Stored items:
/// Train (or continue training) the vocoder. Returns the generator with
/// training-form weights.
pub fn train_vocoder(
    config: &VocoderTrainConfig,
    model_config: &KickGenConfig,
    ctx: &ExecutionContext,
) -> Result<HifiGanGenerator> {
    model_config.validate()?;
    let hop = model_config.audio.hop_length;
    if config.segment_samples % hop != 0 {
        return Err(Error::Config(format!(
            "segment_samples {} is not a multiple of hop_length {hop}",
            config.segment_samples
        )));
    }

    let dataset = Arc::new(VocoderDataset::open(
        &config.raw_dir,
        &config.spectrogram_dir,
        &model_config.audio,
        config.segment_samples,
    )?);
    let loader = BatchLoader::new(
        Arc::clone(&dataset),
        (0..dataset.len()).collect(),
        LoaderConfig {
            batch_size: config.batch_size,
            shuffle: true,
            drop_last: true,
            num_workers: config.num_workers,
            seed: config.seed,
            ..Default::default()
        },
    )?;
    if loader.num_batches() == 0 {
        tracing::error!(
            clips = dataset.len(),
            batch_size = config.batch_size,
            "not enough paired clips for one full batch"
        );
        return Err(Error::EmptyDataset(config.raw_dir.clone()));
    }

    let mut state = GanState::new(config, model_config, ctx)?;
    let mut start_epoch = 0;
    let latest = bundle_path(&config.checkpoint_dir, LATEST_CHECKPOINT);
    if config.resume && latest.join("manifest.json").is_file() {
        let bundle = CheckpointBundle::load(&latest, CheckpointKind::VocoderTrain, ctx)?;
        bundle.ensure_config(model_config)?;
        start_epoch = state.restore(&bundle)?;
        tracing::info!(path = %latest.display(), start_epoch, "resuming vocoder training");
    }
    tracing::info!(
        generator = state.params_g.num_elements(),
        discriminators = state.params_d.num_elements(),
        "vocoder initialized"
    );

    let frontend = MelFrontend::new(MelConfig::from_audio(&model_config.audio, 1.0), &ctx.device)?;
    let mut grads_g = Gradients::new(&state.params_g);
    let mut grads_d = Gradients::new(&state.params_d);

    for epoch in start_epoch..config.epochs {
        let bar = progress_bar(loader.num_batches(), format!("epoch {}/{}", epoch + 1, config.epochs));
        let mut metrics = GanMetrics::default();
        for batch in loader.epoch(epoch) {
            train_step(
                &mut state,
                &batch?,
                config,
                &frontend,
                ctx,
                &mut grads_g,
                &mut grads_d,
                &mut metrics,
            )?;
            bar.inc(1);
        }
        bar.finish_and_clear();

        let n = metrics.batches.max(1) as f64;
        tracing::info!(
            epoch = epoch + 1,
            loss_d = metrics.disc / n,
            loss_g = metrics.generator / n,
            adv = metrics.adv / n,
            fm = metrics.fm / n,
            mel = metrics.mel / n,
            lr = state.optim_g.learning_rate(),
            "vocoder train"
        );

        state.sched_g.step(&mut state.optim_g);
        state.sched_d.step(&mut state.optim_d);

        let mut bundle = state.bundle(model_config, epoch + 1);
        let last = epoch + 1 == config.epochs;
        if (config.checkpoint_every > 0 && (epoch + 1) % config.checkpoint_every == 0) || last {
            bundle.save(&bundle_path(&config.checkpoint_dir, &format!("vocoder_epoch_{}", epoch + 1)))?;
        }
        bundle.save(&latest)?;
    }

    let mut export = CheckpointBundle::new(CheckpointKind::VocoderExport, model_config.clone());
    export.insert_varmap("generator", &state.gen_vars);
    export.save(&bundle_path(&config.checkpoint_dir, FINAL_EXPORT))?;
    Ok(state.generator)
}

#[allow(clippy::too_many_arguments)]
fn train_step(
    state: &mut GanState,
    batch: &VocoderBatch,
    config: &VocoderTrainConfig,
    frontend: &MelFrontend,
    ctx: &ExecutionContext,
    grads_g: &mut Gradients,
    grads_d: &mut Gradients,
    metrics: &mut GanMetrics,
) -> Result<()> {
    let mel = batch.mel.to_device(&ctx.device)?.to_dtype(ctx.dtype)?;
    let audio = batch.audio.to_device(&ctx.device)?.to_dtype(ctx.dtype)?;
    let fake = state.generator.forward(&mel)?;
    let len = fake.dim(2)?.min(audio.dim(2)?);
    let fake = fake.narrow(2, 0, len)?;
    let real = audio.narrow(2, 0, len)?;

    // Discriminators see a detached generator output.
    let fake_detached = fake.detach();
    let loss_d = (discriminator_loss(&state.mpd.forward(&real)?, &state.mpd.forward(&fake_detached)?)?
        + discriminator_loss(&state.msd.forward(&real)?, &state.msd.forward(&fake_detached)?)?)?;
    let store = state.scaler_d.scale_loss(&loss_d)?.backward()?;
    grads_d.clear();
    grads_d.accumulate(&state.params_d, &store)?;
    state.scaler_d.step(&mut state.optim_d, &state.params_d, grads_d)?;

    let mpd_real = state.mpd.forward(&real)?;
    let mpd_fake = state.mpd.forward(&fake)?;
    let msd_real = state.msd.forward(&real)?;
    let msd_fake = state.msd.forward(&fake)?;
    let adv = (generator_adversarial_loss(&mpd_fake)? + generator_adversarial_loss(&msd_fake)?)?;
    let fm = (feature_matching_loss(&mpd_real, &mpd_fake)? + feature_matching_loss(&msd_real, &msd_fake)?)?;
    let mel_l1 = mel_loss(frontend, &real, &fake)?;
    let loss_g = ((&adv + (&fm * config.feature_matching_weight)?)? + (&mel_l1 * config.mel_weight)?)?;
    let store = state.scaler_g.scale_loss(&loss_g)?.backward()?;
    grads_g.clear();
    grads_g.accumulate(&state.params_g, &store)?;
    state.scaler_g.step(&mut state.optim_g, &state.params_g, grads_g)?;

    metrics.disc += scalar(&loss_d)?;
    metrics.generator += scalar(&loss_g)?;
    metrics.adv += scalar(&adv)?;
    metrics.fm += scalar(&fm)?;
    metrics.mel += scalar(&mel_l1)?;
    metrics.batches += 1;
    Ok(())
}

/// Write a generator-only bundle from a training (or export) bundle.
pub fn export_vocoder(
    checkpoint: &Path,
    output: &Path,
    model_config: &KickGenConfig,
    ctx: &ExecutionContext,
) -> Result<()> {
    let bundle = CheckpointBundle::load(checkpoint, CheckpointKind::VocoderExport, ctx)?;
    bundle.ensure_config(model_config)?;

    // Round-trip through a generator so names and shapes are checked.
    let mut gen_vars = VarMap::new();
    HifiGanGenerator::new(
        model_config.audio.n_mels,
        &model_config.vocoder,
        VarBuilder::from_varmap(&gen_vars, ctx.dtype, &ctx.device),
    )?;
    restore_varmap("generator", &mut gen_vars, bundle.group("generator")?)?;

    let mut export = CheckpointBundle::new(CheckpointKind::VocoderExport, model_config.clone());
    export.insert_varmap("generator", &gen_vars);
    export.save(output)
}

#[cfg(test)]
mod tests {
    use super::*;
    use crate::config::VocoderConfig;
    use crate::train::checkpoint::load_vocoder;
    use crate::train::data::{MEL_TENSOR, save_tensor};
    use candle_core::{Device, Tensor};

    fn tiny_config() -> KickGenConfig {
        let mut cfg = KickGenConfig::default();
        cfg.audio.n_mels = 8;
        cfg.audio.n_fft = 64;
        cfg.audio.hop_length = 16;
        cfg.audio.duration_secs = 0.05;
        cfg.vocoder = VocoderConfig {
            upsample_initial_channel: 16,
            upsample_rates: vec![4, 4],
            upsample_kernel_sizes: vec![8, 8],
            resblock_kernel_sizes: vec![3],
            resblock_dilations: vec![vec![1, 3]],
            ..Default::default()
        };
        cfg
    }

    fn write_pairs(cfg: &KickGenConfig, root: &Path, n: usize) -> (PathBuf, PathBuf) {
        let raw = root.join("raw");
        let mels = root.join("mels");
        std::fs::create_dir_all(&raw).unwrap();
        std::fs::create_dir_all(&mels).unwrap();
        let (n_mels, frames) = cfg.audio.spectrogram_shape();
        for i in 0..n {
            let wav: Vec<f32> = (0..cfg.audio.target_samples())
                .map(|s| ((s + i) as f32 * 0.05).sin() * 0.5)
                .collect();
            crate::audio::write_wav_mono(raw.join(format!("k{i}.wav")), &wav, cfg.audio.sample_rate).unwrap();
            let mel = Tensor::randn(0f32, 1., (1, n_mels, frames), &Device::Cpu).unwrap();
            save_tensor(&mels.join(format!("k{i}.safetensors")), MEL_TENSOR, &mel).unwrap();
        }
        (raw, mels)
    }

    #[test]
    fn train_resume_and_export() {
        let dir = tempfile::tempdir().unwrap();
        let cfg = tiny_config();
        let (raw, mels) = write_pairs(&cfg, dir.path(), 2);
        let ckpt = dir.path().join("ckpt");
        let mut config = VocoderTrainConfig {
            raw_dir: raw,
            spectrogram_dir: mels,
            checkpoint_dir: ckpt.clone(),
            batch_size: 2,
            segment_samples: 64,
            epochs: 1,
            num_workers: 0,
            ..Default::default()
        };
        let ctx = ExecutionContext::cpu();
        train_vocoder(&config, &cfg, &ctx).unwrap();
        let first = CheckpointBundle::load(&ckpt.join(LATEST_CHECKPOINT), CheckpointKind::VocoderTrain, &ctx).unwrap();
        assert_eq!(first.manifest.epoch, Some(1));
        assert!(ckpt.join("vocoder_epoch_1/manifest.json").is_file());

        config.epochs = 2;
        train_vocoder(&config, &cfg, &ctx).unwrap();
        let second = CheckpointBundle::load(&ckpt.join(LATEST_CHECKPOINT), CheckpointKind::VocoderTrain, &ctx).unwrap();
        assert_eq!(second.manifest.epoch, Some(2));
        assert_eq!(second.optimizer_step("optim_g"), 2);
        let sched = second.manifest.sched_g.unwrap();
        assert_eq!(sched.last_epoch, 2);

        let out = dir.path().join("exported");
        export_vocoder(&ckpt.join(LATEST_CHECKPOINT), &out, &cfg, &ctx).unwrap();
        let exported = CheckpointBundle::load(&out, CheckpointKind::VocoderExport, &ctx).unwrap();
        assert_eq!(exported.kind(), CheckpointKind::VocoderExport);
        assert!(exported.group("mpd").is_err());

        let generator = load_vocoder(&ckpt.join(FINAL_EXPORT), &cfg, &ctx).unwrap();
        assert!(generator.is_folded());
        let (n_mels, _) = cfg.audio.spectrogram_shape();
        let mel = Tensor::zeros((1, n_mels, 3), candle_core::DType::F32, &Device::Cpu).unwrap();
        assert_eq!(generator.forward(&mel).unwrap().dims(), &[1, 1, 48]);
    }

    #[test]
    fn misaligned_segment_is_rejected() {
        let dir = tempfile::tempdir().unwrap();
        let config = VocoderTrainConfig {
            raw_dir: dir.path().into(),
            spectrogram_dir: dir.path().into(),
            segment_samples: 100,
            ..Default::default()
        };
        assert!(matches!(
            train_vocoder(&config, &tiny_config(), &ExecutionContext::cpu()),
            Err(Error::Config(_))
        ));
    }

    #[test]
    fn too_few_clips_report_an_empty_dataset() {
        let dir = tempfile::tempdir().unwrap();
        let cfg = tiny_config();
        let ctx = ExecutionContext::cpu();

        let (raw, mels) = write_pairs(&cfg, &dir.path().join("one"), 1);
        let config = VocoderTrainConfig {
            raw_dir: raw,
            spectrogram_dir: mels,
            checkpoint_dir: dir.path().join("ckpt"),
            batch_size: 2,
            segment_samples: 64,
            num_workers: 0,
            ..Default::default()
        };
        assert!(matches!(train_vocoder(&config, &cfg, &ctx), Err(Error::EmptyDataset(_))));

        let (raw, mels) = write_pairs(&cfg, &dir.path().join("none"), 0);
        let config = VocoderTrainConfig {
            raw_dir: raw,
            spectrogram_dir: mels,
            ..config
        };
        assert!(matches!(train_vocoder(&config, &cfg, &ctx), Err(Error::EmptyDataset(_))));
        assert!(!dir.path().join("ckpt").exists());
    }
}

» **WORK REQUIRED**
Restate, please, word for word the span of records running from the first line to the line bearing "model_config.validate()?;", both included, and nothing outside it.

» **OUTPUT OF THE EXERCISE**
/// Train (or continue training) the vocoder. Returns the generator with
/// training-form weights.
pub fn train_vocoder(
    config: &VocoderTrainConfig,
    model_config: &KickGenConfig,
    ctx: &ExecutionContext,
) -> Result<HifiGanGenerator> {
    model_config.validate()?;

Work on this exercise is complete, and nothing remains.